Save date: 15 Jan 2020, 22:40
ABSTRACT
Membrane Protein Folding and Assembly
 Many human diseases, such as cystic fibrosis, result from misfolding of membrane proteins
(MPs) during their synthesis and targeting. It is therefore important to understand the principles
and mechanism of MP folding and assembly. A largely unexplored part of the problem is to
understand folding in the context of the cellular milieu. Toward that goal, we are studying the
targeting, secretion, and insertion of membrane proteins along the so-called SecA post-
translational pathway of living Escherichia coli. We have shown that the SecA motor ATPase,
a significant drug target, can insert single-span membrane proteins (S-SMPs) across the E. coli
inner membrane. This simplified in vivo model system eliminates the many unanswered
questions about the folding of multi-span MPs along the signal recognition particle (SRP)
pathway, because we gain direct access to the translocon-bilayer partitioning process.
 We have engineered two different chimeric protein families for probing systematically S-
SMP stability using TM segments of the form GGPG-H-GPGG (used in an earlier study to
determine a biological hydrophobicity scale using a cell-free eukaryotic system). To determine
stabilities, we have developed methods for cleaving TM segments in vivo via native
intramembrane proteases. We have discovered that many S-SMPs are stable across the
membrane only because their periplasmic & cytoplasmic domains cannot cross the membrane.
We have also discovered that translocon-to-membrane transfer energetics are not equal to
membrane-to-cytoplasm transfer energetics and that stability depends upon growth
temperature.
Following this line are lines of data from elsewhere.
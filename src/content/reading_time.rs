//! Reading time estimate

use serde::Serialize;

/// Default reading speed
pub const WORDS_PER_MINUTE: usize = 200;

/// Estimated reading time for a body of text
#[derive(Debug, Clone, PartialEq, Serialize)]
pub struct ReadingTime {
    /// Display string, e.g. "3 min read"
    pub text: String,
    pub minutes: f64,
    pub words: usize,
}

/// Estimate reading time from a word count.
///
/// Minutes are rounded to two decimals and then up to a whole minute, so any
/// non-empty text reads as at least "1 min read" and an empty one as "0 min read".
pub fn reading_time(text: &str, words_per_minute: usize) -> ReadingTime {
    let words = count_words(text);
    let minutes = words as f64 / words_per_minute.max(1) as f64;
    let displayed = ((minutes * 100.0).round() / 100.0).ceil() as u64;

    ReadingTime {
        text: format!("{} min read", displayed),
        minutes,
        words,
    }
}

/// Count whitespace-separated words; every CJK character is a word of its own
pub fn count_words(text: &str) -> usize {
    let mut words = 0;
    let mut in_word = false;

    for c in text.chars() {
        if is_cjk(c) {
            words += 1;
            in_word = false;
        } else if c.is_whitespace() {
            in_word = false;
        } else if !in_word {
            words += 1;
            in_word = true;
        }
    }

    words
}

fn is_cjk(c: char) -> bool {
    matches!(c,
        '\u{3040}'..='\u{30ff}'   // Hiragana, Katakana
        | '\u{3400}'..='\u{4dbf}' // CJK Extension A
        | '\u{4e00}'..='\u{9fff}' // CJK Unified Ideographs
        | '\u{ac00}'..='\u{d7af}' // Hangul Syllables
        | '\u{f900}'..='\u{faff}' // CJK Compatibility Ideographs
        | '\u{20000}'..='\u{2a6df}')
}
An important aspect of our work is the use of Molecular Dynamics simulations in
concert with experiments to understand the dynamics of the SecYEG translocon. Little is known
about SecA function at the atomic level despite hundreds of papers on the subject. Calling
upon our lab’s expertise in lipid-protein interactions, we have laid the foundation for electron
cryomicroscopic (cryo-EM) studies of the structure of SecA bound to lipid nanodiscs. Our
ambition is to obtain a complete structural view of the SecA-guided secretion process.
SWhite_Abstract_MIRA_2020.docx, 15 January 2020

## Key facts

- **NIH application ID:** 10086642
- **Project number:** 1R35GM139652-01
- **Recipient organization:** UNIVERSITY OF CALIFORNIA-IRVINE
- **Principal Investigator:** STEPHEN H. WHITE
- **Activity code:** R35 (R01, R21, SBIR, etc.)
- **Funding institute:** NIH
- **Fiscal year:** 2021
- **Award amount:** $472,000
- **Award type:** 1
- **Project period:** 2021-06-01 → 2026-04-30

## Primary source

NIH RePORTER: https://reporter.nih.gov/project-details/10086642

## Citation

> US National Institutes of Health, RePORTER application 10086642, Membrane Protein Folding and Assembly (1R35GM139652-01). Retrieved via AI Analytics 2026-05-22 from https://api.ai-analytics.org/grant/nih/10086642. Licensed CC0.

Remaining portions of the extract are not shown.